Stability studies of oxazolidine-based compounds using 1H NMR spectroscopy.

A series of oxazolidine-based compounds with a variety of substituents in positions 2 and 3 was synthesized and their stability studied. Ring opened intermediates formed on addition of limiting amounts of D(2)O to oxazolidine solutions, as observed by NMR. As the hydrolysis reactions proceeded, a series of novel dimeric beta-amino alcohol compounds formed via an internal reaction between ephedrine and the ring opened intermediates. 2-Phenyl substituted oxazolidine compounds containing electron withdrawing nitro substituents were more rapidly hydrolyzed than the unsubstituted derivative and methoxy substituted compounds, with the nitro substituents appearing to stabilize the ring opened intermediates. Two oxazolidine derivatives, with a methyl and proton at position 2, were found to be more stable to oxazolidine hydrolysis than the 2-phenyl substituted compounds.

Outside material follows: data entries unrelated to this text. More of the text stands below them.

//! Seeded review generator for runs with no live source configured.
//!
//! Stores come from a fixed roster; each store's reviews are drawn from its
//! own RNG derived from the run seed and the store's roster position, so the
//! output for a store does not depend on which other stores were generated
//! before it. That keeps interrupted and resumed runs identical to a single
//! pass.

use chrono::{NaiveDate, TimeDelta};
use rand::rngs::StdRng;
use rand::seq::IndexedRandom;
use rand::{Rng, SeedableRng};
use storepulse_core::WorkUnit;

use crate::normalize::normalize_reviews;
use crate::types::{RawReview, RawStore, StoreReviews};

pub const MIN_TEXT_LEN: usize = 10;

/// Reviews per store are drawn around this mean.
const MEAN_REVIEWS: usize = 25;
const REVIEW_SPREAD: usize = 8;
const MIN_REVIEWS: usize = 15;
/// Dates fall within this many days after [`FIRST_DAY`].
const DATE_SPAN_DAYS: i64 = 760;
const FIRST_DAY: (i32, u32, u32) = (2023, 1, 1);

struct FixtureStore {
    name: &'static str,
    address: &'static str,
    area: &'static str,
    lat: f64,
    lng: f64,
    /// Shifts the draw towards positive (> 0) or negative reviews.
    bias: f64,
}

const fn store(
    name: &'static str,
    address: &'static str,
    area: &'static str,
    lat: f64,
    lng: f64,
    bias: f64,
) -> FixtureStore {
    FixtureStore {
        name,
        address,
        area,
        lat,
        lng,
        bias,
    }
}

const ROSTER: &[FixtureStore] = &[
    store("Intersport Rivoli", "30 Rue de Rivoli, 75004 Paris", "Paris", 48.8566, 2.3522, -0.3),
    store("Intersport Republique", "5 Place de la Republique, 75003 Paris", "Paris", 48.8676, 2.3636, 0.1),
    store("Intersport Montparnasse", "CC Montparnasse, 75015 Paris", "Paris", 48.8422, 2.3219, -0.1),
    store("Intersport Italie 2", "CC Italie 2, 75013 Paris", "Paris", 48.8283, 2.3558, 0.0),
    store("Intersport Creteil Soleil", "CC Creteil Soleil, 94000 Creteil", "Creteil", 48.7835, 2.4598, 0.2),
    store("Intersport Velizy 2", "CC Velizy 2, 78140 Velizy", "Velizy", 48.7847, 2.1900, 0.3),
    store("Intersport Rosny 2", "CC Rosny 2, 93110 Rosny-sous-Bois", "Paris", 48.8728, 2.4837, -0.2),
    store("Intersport Parly 2", "CC Parly 2, 78150 Le Chesnay", "Velizy", 48.8219, 2.1278, 0.1),
    store("Intersport Grand Place", "CC Grand Place, 38100 Grenoble", "Grenoble", 45.1608, 5.7350, 0.4),
    store("Intersport Caserne de Bonne", "Caserne de Bonne, 38000 Grenoble", "Grenoble", 45.1856, 5.7264, 0.3),
    store("Intersport Part-Dieu", "CC Part-Dieu, 69003 Lyon", "Lyon", 45.7604, 4.8590, 0.1),
    store("Intersport Confluence", "CC Confluence, 69002 Lyon", "Lyon", 45.7420, 4.8184, 0.2),
    store("Intersport Annecy Courier", "CC Courier, 74000 Annecy", "Annecy", 45.9009, 6.1198, 0.5),
    store("Intersport Chamnord", "CC Chamnord, 73000 Chambery", "Annecy", 45.5751, 5.9189, 0.3),
    store("Intersport Labege", "CC Labege 2, 31670 Labege", "Toulouse", 43.5356, 1.5069, 0.0),
    store("Intersport Blagnac", "CC Blagnac, 31700 Blagnac", "Toulouse", 43.6377, 1.3756, 0.0),
    store("Intersport Odysseum", "CC Odysseum, 34000 Montpellier", "Montpellier", 43.6045, 3.9193, 0.0),
    store("Intersport Lac", "CC Bordeaux Lac, 33300 Bordeaux", "Bordeaux", 44.8752, -0.5673, 0.0),
    store("Intersport Meriadeck", "CC Meriadeck, 33000 Bordeaux", "Bordeaux", 44.8378, -0.5792, 0.0),
    store("Intersport Euralille", "CC Euralille, 59000 Lille", "Lille", 50.6365, 3.0701, 0.0),
    store("Intersport Englos", "CC Englos, 59320 Englos", "Lille", 50.6431, 2.9812, -0.2),
    store("Intersport Valentine", "CC La Valentine, 13011 Marseille", "Marseille", 43.2926, 5.4841, -0.4),
    store("Intersport Grand Littoral", "CC Grand Littoral, 13016 Marseille", "Marseille", 43.3619, 5.3520, -0.3),
    store("Intersport Nice TNL", "CC TNL, 06200 Nice", "Nice", 43.7046, 7.2630, -0.1),
    store("Intersport Rivetoile", "CC Rivetoile, 67100 Strasbourg", "Strasbourg", 48.5692, 7.7716, 0.0),
    store("Intersport Alma", "CC Alma, 35000 Rennes", "Rennes", 48.1147, -1.6794, 0.4),
    store("Intersport Atlantis", "CC Atlantis, 44800 Saint-Herblain", "Nantes", 47.2263, -1.6215, 0.2),
];

type Pool = (&'static str, &'static [&'static str]);

const POSITIVE: &[Pool] = &[
    ("accueil", &[
        "Tres bon accueil. Le personnel est souriant et disponible.",
        "Accueil chaleureux, le vendeur m'a aide des mon arrivee.",
        "On se sent bienvenu des la porte. Equipe sympathique.",
    ]),
    ("conseil", &[
        "Le vendeur m'a tres bien conseille sur le modele adapte a ma foulee.",
        "Excellents conseils pour mes chaussures de randonnee. Vrai pro.",
        "Super conseil personnalise pour mon velo. Technicien patient.",
        "Vendeur passionne de trail, test de foulee offert.",
    ]),
    ("reparation", &[
        "Reparation rapide et soignee. Le technicien a verifie chaque detail.",
        "Mon ski repare et teste avant de me le rendre. Impeccable.",
        "Excellent service atelier. Teste apres reparation, tout marche.",
    ]),
    ("prix", &[
        "Bon rapport qualite-prix. Promotions interessantes.",
        "Prix corrects. La carte fidelite offre de vrais avantages.",
    ]),
    ("choix", &[
        "Grand choix de running. Toutes les marques.",
        "Rayon ski complet pour tous niveaux.",
        "Beau magasin bien agence, large choix.",
    ]),
    ("magasin", &[
        "Magasin propre et bien organise.",
        "Bel espace lumineux, parking facile.",
    ]),
    ("fidelite", &[
        "Carte fidelite avantageuse. 20% de reduction. Merci Sophie Martin !",
        "Programme fidelite top. Points cumules vite.",
    ]),
    ("ski", &[
        "Location ski parfaite. Materiel recent.",
        "Rayon ski au top. Bon conseil sur les batons.",
    ]),
    ("velo", &[
        "Nakamura e-Summit achete, ravi. Montage soigne.",
        "Tres bon conseil VTT. Technicien passionne.",
    ]),
];

const NEGATIVE: &[Pool] = &[
    ("reparation", &[
        "Reparation baclee. Mon velo faisait encore du bruit. Pas teste.",
        "Produit rendu sans test. Ne fonctionnait toujours pas.",
        "3 semaines d'attente pour une reparation mal faite.",
        "Le technicien n'a pas teste le produit apres reparation.",
    ]),
    ("attente", &[
        "Attente trop longue en caisse. 2 caisses ouvertes un samedi.",
        "25 minutes d'attente. Magasin en sous-effectif.",
        "File d'attente interminable le week-end.",
    ]),
    ("prix", &[
        "Prix plus eleves qu'en ligne pour le meme produit.",
        "Trop cher par rapport a Decathlon.",
    ]),
    ("choix", &[
        "Peu de choix en grandes tailles. Reparti les mains vides.",
        "Rupture de stock sur le modele voulu.",
    ]),
    ("magasin", &[
        "Magasin en desordre. Tailles melangees.",
        "Parking trop petit.",
    ]),
    ("online", &[
        "Commande en ligne annulee sans explication.",
        "Click and collect: produit pas pret a l'heure.",
        "Site lent et peu intuitif.",
    ]),
    ("sav", &[
        "SAV desastreux. Aucun suivi depuis 2 semaines. Appelez-moi au 06 12 34 56 78.",
        "Retour complique. Procedure dissuasive.",
        "SAV injoignable par telephone.",
    ]),
    ("personnel", &[
        "Vendeur desagreable et condescendant.",
        "Personnel peu aimable. Pas un sourire.",
    ]),
];

const FIRST_NAMES: &[&str] = &[
    "Marie", "Thomas", "Sophie", "Pierre", "Julie", "Nicolas", "Camille", "Francois", "Emilie",
    "Antoine", "Claire", "Julien", "Isabelle", "Maxime", "Nathalie", "Alexandre", "Celine",
    "Vincent", "Sandrine",
];

const LAST_NAMES: &[&str] = &[
    "Martin", "Bernard", "Dubois", "Thomas", "Robert", "Richard", "Petit", "Durand", "Leroy",
    "Moreau", "Simon",
];

const POSITIVE_RATINGS: &[i64] = &[4, 4, 5, 5, 5];
const NEGATIVE_RATINGS: &[i64] = &[1, 1, 2, 2, 3];
const MIXED_RATINGS: &[i64] = &[2, 3, 3, 4];

fn external_id(index: usize) -> String {
    format!("S{index:02}")
}

#[derive(Debug, Clone)]
pub struct SyntheticSource {
    seed: u64,
}

impl SyntheticSource {
    #[must_use]
    pub fn new(seed: u64) -> Self {
        Self { seed }
    }

    /// Roster stores assigned to `unit` (matched case-insensitively).
    #[must_use]
    pub fn find_stores(&self, unit: &WorkUnit) -> Vec<RawStore> {
        ROSTER
            .iter()
            .enumerate()
            .filter(|(_, s)| s.area.eq_ignore_ascii_case(&unit.name))
            .map(|(idx, s)| RawStore {
                external_id: Some(external_id(idx)),
                name: s.name.to_string(),
                address: Some(s.address.to_string()),
                latitude: Some(s.lat),
                longitude: Some(s.lng),
                detail_url: None,
                search_area: unit.name.clone(),
            })
            .collect()
    }

    /// Generate reviews for a roster store. Unknown stores get none.
    #[must_use]
    pub fn fetch_reviews(&self, store: &RawStore, max: usize) -> StoreReviews {
        let Some(idx) = (0..ROSTER.len())
            .find(|&i| store.external_id.as_deref() == Some(external_id(i).as_str()))
        else {
            return StoreReviews::empty(store);
        };

        let raw = self.generate(idx);
        StoreReviews {
            store: store.clone(),
            reviews: normalize_reviews(&raw, MIN_TEXT_LEN, max),
        }
    }

    fn store_rng(&self, idx: usize) -> StdRng {
        let salt = (idx as u64 + 1).wrapping_mul(0x9E37_79B9_7F4A_7C15);
        StdRng::seed_from_u64(self.seed ^ salt)
    }

    fn generate(&self, idx: usize) -> Vec<RawReview> {
        let mut rng = self.store_rng(idx);
        let bias = ROSTER[idx].bias;
        let count = rng.random_range(MIN_REVIEWS.max(MEAN_REVIEWS - REVIEW_SPREAD)..=MEAN_REVIEWS + REVIEW_SPREAD);
        let first_day = NaiveDate::from_ymd_opt(FIRST_DAY.0, FIRST_DAY.1, FIRST_DAY.2);

        (0..count)
            .map(|_| {
                let draw = rng.random::<f64>() + bias * 0.3;
                let (pools, ratings) = if draw > 0.55 {
                    (POSITIVE, POSITIVE_RATINGS)
                } else if draw > 0.25 {
                    (NEGATIVE, NEGATIVE_RATINGS)
                } else if rng.random_bool(0.5) {
                    (POSITIVE, MIXED_RATINGS)
                } else {
                    (NEGATIVE, MIXED_RATINGS)
                };
                let text = pools
                    .choose(&mut rng)
                    .and_then(|(_, texts)| texts.choose(&mut rng))
                    .map(|t| (*t).to_string());
                let rating = ratings.choose(&mut rng).copied();
                let offset = rng.random_range(0..=DATE_SPAN_DAYS);
                let date = first_day.and_then(|d| d.checked_add_signed(TimeDelta::days(offset)));
                let reviewer_name = match (FIRST_NAMES.choose(&mut rng), LAST_NAMES.choose(&mut rng)) {
                    (Some(first), Some(last)) => Some(format!("{first} {last}")),
                    _ => None,
                };
                RawReview {
                    text,
                    rating,
                    date,
                    reviewer_name,
                }
            })
            .collect()
    }
}
//! Client for the Outscraper hosted scraping API.
//!
//! Both endpoints wrap results in a `data` array whose items are either place
//! objects or arrays of place objects, depending on how many queries were
//! batched. Items are decoded one at a time so a single malformed entry is
//! skipped instead of failing the call.

use reqwest::Client;
use serde::Deserialize;
use serde_json::Value;

use crate::dates::parse_api_date;
use crate::error::SourceError;
use crate::http::{endpoint_url, get_json, HttpSettings};
use crate::types::{RawReview, RawStore};

pub const DEFAULT_BASE_URL: &str = "https://api.app.outscraper.com";

/// Reviews shorter than this are not worth keeping.
pub const MIN_TEXT_LEN: usize = 10;

const SEARCH_LIMIT: &str = "20";

#[derive(Debug, Deserialize)]
struct Envelope {
    #[serde(default)]
    data: Vec<Value>,
}

#[derive(Debug, Deserialize)]
struct PlaceItem {
    name: String,
    #[serde(default)]
    full_address: Option<String>,
    #[serde(default)]
    latitude: Option<f64>,
    #[serde(default)]
    longitude: Option<f64>,
    #[serde(default)]
    place_id: Option<String>,
}

#[derive(Debug, Deserialize)]
struct ReviewsItem {
    #[serde(default)]
    reviews_data: Vec<Value>,
}

#[derive(Debug, Deserialize)]
struct ReviewItem {
    #[serde(default)]
    review_text: Option<String>,
    #[serde(default)]
    review_rating: Option<f64>,
    #[serde(default)]
    review_datetime_utc: Option<String>,
    #[serde(default)]
    author_title: Option<String>,
}

pub struct OutscraperClient {
    client: Client,
    base_url: String,
    api_key: String,
    settings: HttpSettings,
}

impl OutscraperClient {
    /// # Errors
    ///
    /// Returns [`SourceError::Http`] if the HTTP client cannot be built.
    pub fn new(base_url: &str, api_key: &str, settings: HttpSettings) -> Result<Self, SourceError> {
        Ok(Self {
            client: settings.build_client()?,
            base_url: base_url.to_string(),
            api_key: api_key.to_string(),
            settings,
        })
    }

    /// Search places matching `query` near `location`.
    ///
    /// # Errors
    ///
    /// Returns [`SourceError`] on transport failure, non-2xx status, or an
    /// envelope that is not JSON.
    pub async fn search_places(
        &self,
        query: &str,
        location: &str,
        search_area: &str,
    ) -> Result<Vec<RawStore>, SourceError> {
        let url = endpoint_url(
            &self.base_url,
            "/maps/search-v3",
            &[
                ("query", query),
                ("location", location),
                ("limit", SEARCH_LIMIT),
                ("language", self.settings.language.as_str()),
                ("async", "false"),
            ],
        )?;
        let result = get_json::<Envelope>(
            &self.client,
            url,
            &[("X-API-KEY", self.api_key.as_str())],
            self.settings.timeout,
            &format!("place search near {location}"),
        )
        .await;
        self.settings.pacer.pause().await;

        Ok(flatten(result?.data)
            .filter_map(|item| decode::<PlaceItem>(item, "place"))
            .map(|place| RawStore {
                external_id: place.place_id.filter(|id| !id.is_empty()),
                name: place.name,
                address: place.full_address,
                latitude: place.latitude,
                longitude: place.longitude,
                detail_url: None,
                search_area: search_area.to_string(),
            })
            .collect())
    }

    /// Fetch up to `limit` newest reviews for one place id.
    ///
    /// # Errors
    ///
    /// Same conditions as [`OutscraperClient::search_places`].
    pub async fn place_reviews(
        &self,
        place_id: &str,
        limit: usize,
    ) -> Result<Vec<RawReview>, SourceError> {
        let limit = limit.to_string();
        let url = endpoint_url(
            &self.base_url,
            "/maps/reviews-v3",
            &[
                ("query", place_id),
                ("reviewsLimit", limit.as_str()),
                ("language", self.settings.language.as_str()),
                ("sort", "newest"),
                ("async", "false"),
            ],
        )?;
        let result = get_json::<Envelope>(
            &self.client,
            url,
            &[("X-API-KEY", self.api_key.as_str())],
            self.settings.review_timeout(),
            &format!("reviews for {place_id}"),
        )
        .await;
        self.settings.pacer.pause().await;

        Ok(flatten(result?.data)
            .filter_map(|item| decode::<ReviewsItem>(item, "review container"))
            .flat_map(|container| container.reviews_data)
            .filter_map(|item| decode::<ReviewItem>(item, "review"))
            .map(|review| RawReview {
                text: review.review_text,
                rating: review.review_rating.and_then(round_rating),
                date: review.review_datetime_utc.as_deref().and_then(parse_api_date),
                reviewer_name: review.author_title,
            })
            .collect())
    }
}

#[allow(clippy::cast_possible_truncation)]
fn round_rating(rating: f64) -> Option<i64> {
    (rating.is_finite() && (0.0..=10.0).contains(&rating)).then(|| rating.round() as i64)
}

fn flatten(data: Vec<Value>) -> impl Iterator<Item = Value> {
    data.into_iter().flat_map(|item| match item {
        Value::Array(items) => items,
        other => vec![other],
    })
}

fn decode<T: serde::de::DeserializeOwned>(item: Value, what: &str) -> Option<T> {
    match serde_json::from_value(item) {
        Ok(decoded) => Some(decoded),
        Err(e) => {
            tracing::debug!(error = %e, "skipping malformed {what} entry");
            None
        }
    }
}
//! Checkpoint/resume over the output file.
//!
//! The CSV at the output path is both the deliverable and the only resume
//! signal. A work unit is done when at least one row names it in
//! `search_area`. Saves rewrite the whole file through a temporary sibling
//! that is synced and then renamed over the destination, so a crash mid-save
//! leaves the previous file intact.

use std::collections::HashSet;
use std::path::{Path, PathBuf};

use storepulse_core::ReviewRecord;
use tempfile::NamedTempFile;
use thiserror::Error;

#[derive(Debug, Error)]
pub(crate) enum CheckpointError {
    #[error("failed to read checkpoint {path}: {source}")]
    Read {
        path: String,
        #[source]
        source: csv::Error,
    },

    #[error("failed to write checkpoint {path}: {source}")]
    Write {
        path: String,
        #[source]
        source: csv::Error,
    },

    #[error("failed to replace {path} with the new checkpoint: {source}")]
    Persist {
        path: String,
        #[source]
        source: std::io::Error,
    },
}

/// Rows recovered from a previous run.
#[derive(Debug, Default)]
pub(crate) struct Resumed {
    pub records: Vec<ReviewRecord>,
    /// Lowercased names of units with at least one persisted row.
    pub done_units: HashSet<String>,
}

impl Resumed {
    pub(crate) fn is_done(&self, unit_name: &str) -> bool {
        self.done_units.contains(&unit_name.to_lowercase())
    }
}

#[derive(Debug, Clone)]
pub(crate) struct Checkpoint {
    path: PathBuf,
}

impl Checkpoint {
    pub(crate) fn new(path: impl Into<PathBuf>) -> Self {
        Self { path: path.into() }
    }

    pub(crate) fn path(&self) -> &Path {
        &self.path
    }

    /// Read previously persisted rows. A missing file is an empty resume.
    ///
    /// # Errors
    ///
    /// Returns [`CheckpointError::Read`] if the file exists but a row cannot
    /// be decoded. Resuming past a corrupt file would silently redo or drop
    /// work, so this is fatal.
    pub(crate) fn load(&self) -> Result<Resumed, CheckpointError> {
        if !self.path.exists() {
            return Ok(Resumed::default());
        }

        let read_err = |source| CheckpointError::Read {
            path: self.path.display().to_string(),
            source,
        };
        let mut reader = csv::Reader::from_path(&self.path).map_err(read_err)?;
        let records = reader
            .deserialize::<ReviewRecord>()
            .collect::<Result<Vec<_>, _>>()
            .map_err(read_err)?;

        let done_units = records
            .iter()
            .map(|r| r.search_area.trim())
            .filter(|area| !area.is_empty())
            .map(str::to_lowercase)
            .collect();

        Ok(Resumed {
            records,
            done_units,
        })
    }

    /// Atomically replace the output file with `records`.
    ///
    /// An empty batch writes nothing, leaving any existing file untouched.
    ///
    /// # Errors
    ///
    /// Returns [`CheckpointError::Write`] if the temporary file cannot be
    /// created or written, and [`CheckpointError::Persist`] if it cannot be
    /// moved into place.
    pub(crate) fn save(&self, records: &[ReviewRecord]) -> Result<usize, CheckpointError> {
        if records.is_empty() {
            return Ok(0);
        }

        let path = self.path.display().to_string();
        let write_err = |source: csv::Error| CheckpointError::Write {
            path: path.clone(),
            source,
        };

        let dir = match self.path.parent() {
            Some(parent) if !parent.as_os_str().is_empty() => parent.to_path_buf(),
            _ => PathBuf::from("."),
        };
        std::fs::create_dir_all(&dir).map_err(|e| write_err(e.into()))?;

        let mut tmp = NamedTempFile::new_in(&dir).map_err(|e| write_err(e.into()))?;
        {
            let mut writer = csv::Writer::from_writer(tmp.as_file_mut());
            for record in records {
                writer.serialize(record).map_err(write_err)?;
            }
            writer.flush().map_err(|e| write_err(e.into()))?;
        }
        tmp.as_file()
            .sync_all()
            .map_err(|e| write_err(e.into()))?;

        tmp.persist(&self.path)
            .map_err(|e| CheckpointError::Persist {
                path: path.clone(),
                source: e.error,
            })?;

        tracing::debug!(path = %path, rows = records.len(), "checkpoint saved");
        Ok(records.len())
    }
}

Oxazolidines incorporating phenyl substituents at position 3 were synthesized and found to be less stable than those incorporating a methyl substituent at position 3. These fundamental structure-activity relationships may be useful when choosing oxazolidine derivatives as synthetic intermediates and as prodrugs for the delivery of compounds containing either beta-amino alcohol or aldehyde components.